I tapped him in a kindly spirit on the shoulder. It took some doing, mark you, but I did it.

“If I were you,” I said, “I should call that off. Scratch the fixture. Wash it out absolutely, is my advice.”

He gave me a nasty look.

“I do not require your advice, Mr. Wooster! I had already arrived independently at the decision of which you speak. Mr. Wooster, you are a friend of this man⁠—a fact which should in itself have been sufficient warning to me. You will⁠—unlike myself⁠—be seeing him again. Kindly inform him, when you do see him, that he may consider his engagement at an end.”

“Right-ho,” I said, and hurried off after the crowd. It seemed to me that a little bailing-out might be in order.


It was about an hour later that I shoved my way out to where I had parked the car. Jeeves was sitting in the front seat, brooding over the cosmos. He rose courteously as I approached.

“You are leaving, sir?”

“I am.”

“And Sir Roderick, sir?”

“Not coming. I am revealing no secrets, Jeeves, when I inform you that he and I have parted brass-rags. Not on speaking terms now.”

“Indeed, sir? And Mr. Biffen? Will you wait for him?”

“No. He’s in prison.”

“Really, sir?”

“Yes. Laden down with chains in the deepest dungeon beneath the castle moat. I tried to bail him out, but they decided on second thoughts to coop him up for the night.”

“What was his offence, sir?”

“You remember that girl of his I was telling you about? He found her in a tank at the Palace of Beauty and went after her by the quickest route, which was via a plate-glass window. He was then scooped up and borne off in irons by the constabulary.” I gazed sideways at him. It is difficult to bring off a penetrating glance out of the corner of your eye, but I managed it. “Jeeves,” I said, “there is more in this than the casual observer would suppose. You told Mr. Biffen to go to the Palace of Beauty. Did you know the girl would be there?”

“Yes, sir.”

This was most remarkable and rummy to a degree.
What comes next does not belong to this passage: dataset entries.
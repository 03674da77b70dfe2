use std::thread::sleep;

use log::{debug, info};
use rand::rngs::ThreadRng;
use rand::Rng;

use crate::config::Settings;
use crate::draw::{Color, Drawable, Surface};
use crate::error::{GameError, Result};
use crate::food::{place_food, Food};
use crate::grid::Grid;
use crate::snake::{Snake, Direction::{*, self}};
use crate::Cell;

const SNAKE_BODY_COLOR: Color = Color::rgb(0, 0, 255);
const SNAKE_HEAD_COLOR: Color = Color::rgb(255, 255, 0);
const FOOD_COLOR: Color = Color::rgb(255, 0, 0);

const START_BODY: [Cell; 2] = [(3, 5), (4, 5)];
const START_FOOD: Cell = (7, 5);
const START_DIRECTION: Direction = Right;

/// Which direction keys were down when the input was last polled.
#[derive(Debug, Default, Clone, Copy, PartialEq, Eq)]
pub struct KeySnapshot {
    pub up: bool,
    pub down: bool,
    pub left: bool,
    pub right: bool,
    pub quit: bool,
}

impl KeySnapshot {
    pub fn is_held(&self, direction: Direction) -> bool {
        match direction {
            Up => self.up,
            Down => self.down,
            Left => self.left,
            Right => self.right,
        }
    }

    pub fn hold(&mut self, direction: Direction) {
        match direction {
            Up => self.up = true,
            Down => self.down = true,
            Left => self.left = true,
            Right => self.right = true,
        }
    }

    /// First held key in the order up, down, left, right; `current` if none is.
    pub fn direction_or(&self, current: Direction) -> Direction {
        [Up, Down, Left, Right]
            .iter()
            .copied()
            .find(|dir| self.is_held(*dir))
            .unwrap_or(current)
    }
}

pub trait Input {
    /// Reads the key state once. Called at the start of every tick.
    fn poll(&mut self) -> Result<KeySnapshot>;
}

#[derive(Debug, Clone, Copy, PartialEq, Eq)]
pub enum TickOutcome {
    Running,
    /// The snake is dead. Every later tick is a no-op.
    Terminated,
}

#[derive(Debug, Clone, Copy, PartialEq, Eq)]
pub enum RunOutcome {
    SnakeDied,
    Interrupted,
}

pub struct GameState<R: Rng = ThreadRng> {
    grid: Grid,
    snake: Snake,
    food: Food,
    direction: Direction,
    dead: bool,
    ticks: u64,
    score: u64,
    rng: R,
}

impl GameState {
    pub fn new(grid: Grid) -> Result<Self> {
        Self::with_rng(grid, rand::thread_rng())
    }
}

impl<R: Rng> GameState<R> {
    pub fn with_rng(grid: Grid, mut rng: R) -> Result<Self> {
        let snake = Snake::new(START_BODY.to_vec(), SNAKE_BODY_COLOR, SNAKE_HEAD_COLOR);
        if snake.is_dead(&grid) {
            let (width, height) = grid.dimensions();
            return Err(GameError::BoardTooSmall { width, height });
        }

        let start_food_fits = grid.interior_cells().any(|cell| cell == START_FOOD);
        let food_cell = if start_food_fits && !snake.collides_with(START_FOOD) {
            START_FOOD
        } else {
            place_food(&grid, &snake, &mut rng)?
        };

        Ok(GameState {
            grid,
            snake,
            food: Food::new(food_cell, FOOD_COLOR),
            direction: START_DIRECTION,
            dead: false,
            ticks: 0,
            score: 0,
            rng,
        })
    }

    pub fn grid(&self) -> &Grid {
        &self.grid
    }

    pub fn snake(&self) -> &Snake {
        &self.snake
    }

    #[cfg(test)]
    fn food(&self) -> &Food {
        &self.food
    }

    pub fn direction(&self) -> Direction {
        self.direction
    }

    #[cfg(test)]
    fn is_dead(&self) -> bool {
        self.dead
    }

    pub fn ticks(&self) -> u64 {
        self.ticks
    }

    /// Food eaten so far.
    pub fn score(&self) -> u64 {
        self.score
    }

    /// Paints the board, then the food, then the snake, and shows the frame.
    pub fn render(&self, surface: &mut dyn Surface) -> Result<()> {
        self.grid.draw_board(surface)?;
        self.food.draw(surface)?;
        self.snake.draw(surface)?;
        surface.present()
    }

    /// Advances the game by one step.
    ///
    /// When the head sits on the food the snake grows one cell past it and
    /// does not move this tick, so its body stays contiguous.
    pub fn tick(&mut self, keys: &KeySnapshot) -> Result<TickOutcome> {
        if self.dead {
            return Ok(TickOutcome::Terminated);
        }

        self.direction = keys.direction_or(self.direction);

        let food = self.food.cell();
        if self.snake.head() == food {
            self.snake.grow(food, self.direction);
            self.score += 1;

            let next = place_food(&self.grid, &self.snake, &mut self.rng)?;
            self.food.reposition(next);
            debug!("Ate food at {:?}, length {}, next food at {:?}", food, self.snake.body().len(), next);
        } else {
            self.snake.move_step(self.direction);
        }

        self.ticks += 1;

        if self.snake.is_dead(&self.grid) {
            self.dead = true;
            info!(
                "Snake died after {} ticks heading {:?}, length {}",
                self.ticks,
                self.direction,
                self.snake.body().len()
            );
            return Ok(TickOutcome::Terminated);
        }

        Ok(TickOutcome::Running)
    }

    #[cfg(test)]
    fn place_food_at(&mut self, cell: Cell) {
        self.food.reposition(cell);
    }
}

/// Plays until the snake dies or the player quits.
///
/// Each round renders the current state, polls the keys once, applies one
/// tick and then sleeps for `settings.tick_interval`. A dead snake is drawn
/// one last time and left on screen for `settings.death_pause`.
pub fn run<R, S, I>(state: &mut GameState<R>, surface: &mut S, input: &mut I, settings: &Settings) -> Result<RunOutcome>
where
    R: Rng,
    S: Surface,
    I: Input,
{
    let (px_width, px_height) = state.grid().pixel_size();
    info!(
        "Starting on a {}x{} board ({}x{} px)",
        state.grid().width(),
        state.grid().height(),
        px_width,
        px_height
    );

    loop {
        state.render(surface)?;

        let keys = input.poll()?;
        if keys.quit {
            info!("Quit after {} ticks, score {}", state.ticks(), state.score());
            return Ok(RunOutcome::Interrupted);
        }

        if state.tick(&keys)? == TickOutcome::Terminated {
            state.render(surface)?;
            sleep(settings.death_pause);
            return Ok(RunOutcome::SnakeDied);
        }

        sleep(settings.tick_interval);
    }
}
“Dash it, do you know everything?”

“Oh, no, sir,” said Jeeves, with an indulgent smile. Humouring the young master.

“Well, how did you know that?”

“I happen to be acquainted with the future Mrs. Biffen, sir.”

“I see. Then you knew all about that business in New York?”

“Yes, sir. And it was for that reason that I was not altogether favourably disposed towards Mr. Biffen when you were first kind enough to suggest that I might be able to offer some slight assistance. I mistakenly supposed that he had been trifling with the girl’s affections, sir. But when you told me the true facts of the case I appreciated the injustice I had done to Mr. Biffen and endeavoured to make amends.”

“Well, he certainly owes you a lot. He’s crazy about her.”

“That is very gratifying, sir.”

“And she ought to be pretty grateful to you, too. Old Biffy’s got fifteen thousand a year, not to mention more cows, pigs, hens, and ducks than he knows what to do with. A dashed useful bird to have in any family.”

“Yes, sir.”

“Tell me, Jeeves,” I said, “how did you happen to know the girl in the first place?”

Jeeves looked dreamily out into the traffic.

“She is my niece, sir. If I might make the suggestion, sir, I should not jerk the steering-wheel with quite such suddenness. We very nearly collided with that omnibus.”